Lincoln County Hospital has told Frederick Smith, 60, he must give up his 15-a-day habit for six months before he can be treated.
Mr Smith said the narrowing of the arteries in his leg could be caused by a number of things, not just smoking.
But a spokeswoman for Lincoln County Hospital said treating smokers sent out the message they condoned the habit.
Mr Smith said: "All I want to know is what is causing this.
Who's to know I could be in a wheelchair in six months' time.

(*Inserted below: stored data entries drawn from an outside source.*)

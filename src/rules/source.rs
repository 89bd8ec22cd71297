//! Rule source files.
//!
//! Line-oriented files are kept as text; JSON and YAML files are parsed into
//! a list of untyped records so that a single bad record surfaces as a
//! per-rule schema error rather than failing the whole file.

use std::fs;
use std::path::Path;

use serde::{Deserialize, Serialize};
use serde_json::Value;

use crate::rules::error::LoadError;

/// Format of a rules file.
#[derive(Debug, Clone, Copy, PartialEq, Eq, Default, Deserialize, Serialize)]
#[serde(rename_all = "lowercase")]
pub enum SourceFormat {
    /// Pick by file extension: `.json`, `.yml`/`.yaml`, anything else is text.
    #[default]
    Auto,
    Text,
    Json,
    Yaml,
}

impl SourceFormat {
    /// Resolve `Auto` against the file name.
    pub fn resolve(self, path: &Path) -> SourceFormat {
        if self != SourceFormat::Auto {
            return self;
        }
        match path
            .extension()
            .and_then(|e| e.to_str())
            .map(|e| e.to_ascii_lowercase())
            .as_deref()
        {
            Some("json") => SourceFormat::Json,
            Some("yml") | Some("yaml") => SourceFormat::Yaml,
            _ => SourceFormat::Text,
        }
    }
}

/// Raw, not yet compiled, rule definitions.
#[derive(Debug, Clone)]
pub enum RuleSource {
    /// `<pattern> <status> <replacement>` lines.
    Text(String),
    /// Structured records, see [`RuleRecord`].
    Records(Vec<Value>),
}

/// A structured rule record.
#[derive(Debug, Clone, Default, Deserialize, Serialize)]
#[serde(deny_unknown_fields)]
pub struct RuleRecord {
    pub test: RuleTest,
    #[serde(default, skip_serializing_if = "Option::is_none")]
    pub redirect: Option<RedirectSpec>,
    #[serde(default, skip_serializing_if = "Option::is_none")]
    pub rewrite: Option<RewriteSpec>,
}

/// The matching half of a record.
#[derive(Debug, Clone, Default, Deserialize, Serialize)]
#[serde(deny_unknown_fields)]
pub struct RuleTest {
    #[serde(default, skip_serializing_if = "Option::is_none")]
    pub path_exact: Option<String>,
    #[serde(default, skip_serializing_if = "Option::is_none")]
    pub path_pattern: Option<String>,
    #[serde(default, skip_serializing_if = "Option::is_none")]
    pub host_exact: Option<String>,
}

#[derive(Debug, Clone, Deserialize, Serialize)]
#[serde(deny_unknown_fields)]
pub struct RedirectSpec {
    pub location: String,
    #[serde(
        rename = "statusCode",
        alias = "status_code",
        default,
        skip_serializing_if = "Option::is_none"
    )]
    pub status_code: Option<u16>,
}

#[derive(Debug, Clone, Deserialize, Serialize)]
#[serde(deny_unknown_fields)]
pub struct RewriteSpec {
    pub path: String,
    /// Absolute `http(s)://host` URL of the new origin.
    #[serde(default, skip_serializing_if = "Option::is_none")]
    pub origin: Option<String>,
}

/// Parse file contents in an already resolved format.
pub fn parse_source(contents: &str, format: SourceFormat) -> Result<RuleSource, LoadError> {
    let source = match format {
        SourceFormat::Auto | SourceFormat::Text => RuleSource::Text(contents.to_string()),
        SourceFormat::Json => RuleSource::Records(serde_json::from_str(contents)?),
        SourceFormat::Yaml => {
            // An empty YAML document is an empty rule list.
            if contents.trim().is_empty() {
                RuleSource::Records(Vec::new())
            } else {
                RuleSource::Records(serde_yaml::from_str(contents)?)
            }
        }
    };
    Ok(source)
}

/// Read and parse a rules file.
pub fn load_rules(path: &Path, format: SourceFormat) -> Result<RuleSource, LoadError> {
    let contents = fs::read_to_string(path).map_err(|source| LoadError::Io {
        path: path.to_path_buf(),
        source,
    })?;
    parse_source(&contents, format.resolve(path))
}
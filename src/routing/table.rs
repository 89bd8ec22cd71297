//! Hot-swappable router.
//!
//! In-flight requests keep the `Arc<Router>` they loaded; a reload stores a
//! fully compiled replacement in one atomic pointer swap, so no request ever
//! sees a partially updated rule list.

use std::sync::Arc;

use arc_swap::ArcSwap;

use crate::routing::error::RouteError;
use crate::routing::request::RequestDescriptor;
use crate::routing::response::RouterOutput;
use crate::routing::router::Router;
use crate::rules::RuleSet;

/// Process-wide handle to the current router.
#[derive(Debug)]
pub struct RuleTable {
    current: ArcSwap<Router>,
}

impl RuleTable {
    pub fn new(router: Router) -> Self {
        Self {
            current: ArcSwap::from_pointee(router),
        }
    }

    /// Snapshot of the current router.
    pub fn load(&self) -> Arc<Router> {
        self.current.load_full()
    }

    /// Install a new rule set, keeping the current origin defaults.
    ///
    /// Returns the router that was replaced.
    pub fn replace_rules(&self, rules: RuleSet) -> Arc<Router> {
        let defaults = self.current.load().origin_defaults().clone();
        let count = rules.len();
        let previous = self
            .current
            .swap(Arc::new(Router::new(rules).with_origin_defaults(defaults)));
        tracing::info!(rules = count, previous = previous.rules().len(), "Rule table swapped");
        previous
    }

    /// Route against the current snapshot.
    pub fn route(&self, request: &RequestDescriptor) -> Result<RouterOutput, RouteError> {
        self.current.load().route(request)
    }
}
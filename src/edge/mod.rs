//! Edge integration subsystem.
//!
//! # Data Flow
//! ```text
//! NDJSON viewer-request events (stdin)
//!     → worker.rs (one event per line)
//!     → event.rs (extract descriptor, route, render)
//!     → NDJSON outputs (stdout)
//! ```
//!
//! # Design Decisions
//! - The router knows nothing about the event format; this module adapts it
//! - Output lines match input lines one to one

pub mod event;
pub mod worker;

pub use event::{handle_event, CfRequest, EventError, ViewerRequestEvent};
pub use worker::EdgeWorker;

Perhaps unable to walk, maybe even lose a leg, or even my life.
"It would cost far more to put that sort of problem right than seeing me now."
The hospital spokesperson said: "To proceed with treatment whilst patients smoke gives the wrong message as it condones the habit.
"This view is supported by recent guidelines from the National Institute for Clinical Excellence (NICE) and the Vascular Society."
Surgeon Andrew Lamerton wrote to Mr Smith advising him to stop smoking: "Giving up smoking may lead to an improvement in a patient's symptoms.
"Unless the condition was limb-threatening this would always be the preferred option and the best course of action for the patient, helping them to avoid medical or surgical intervention."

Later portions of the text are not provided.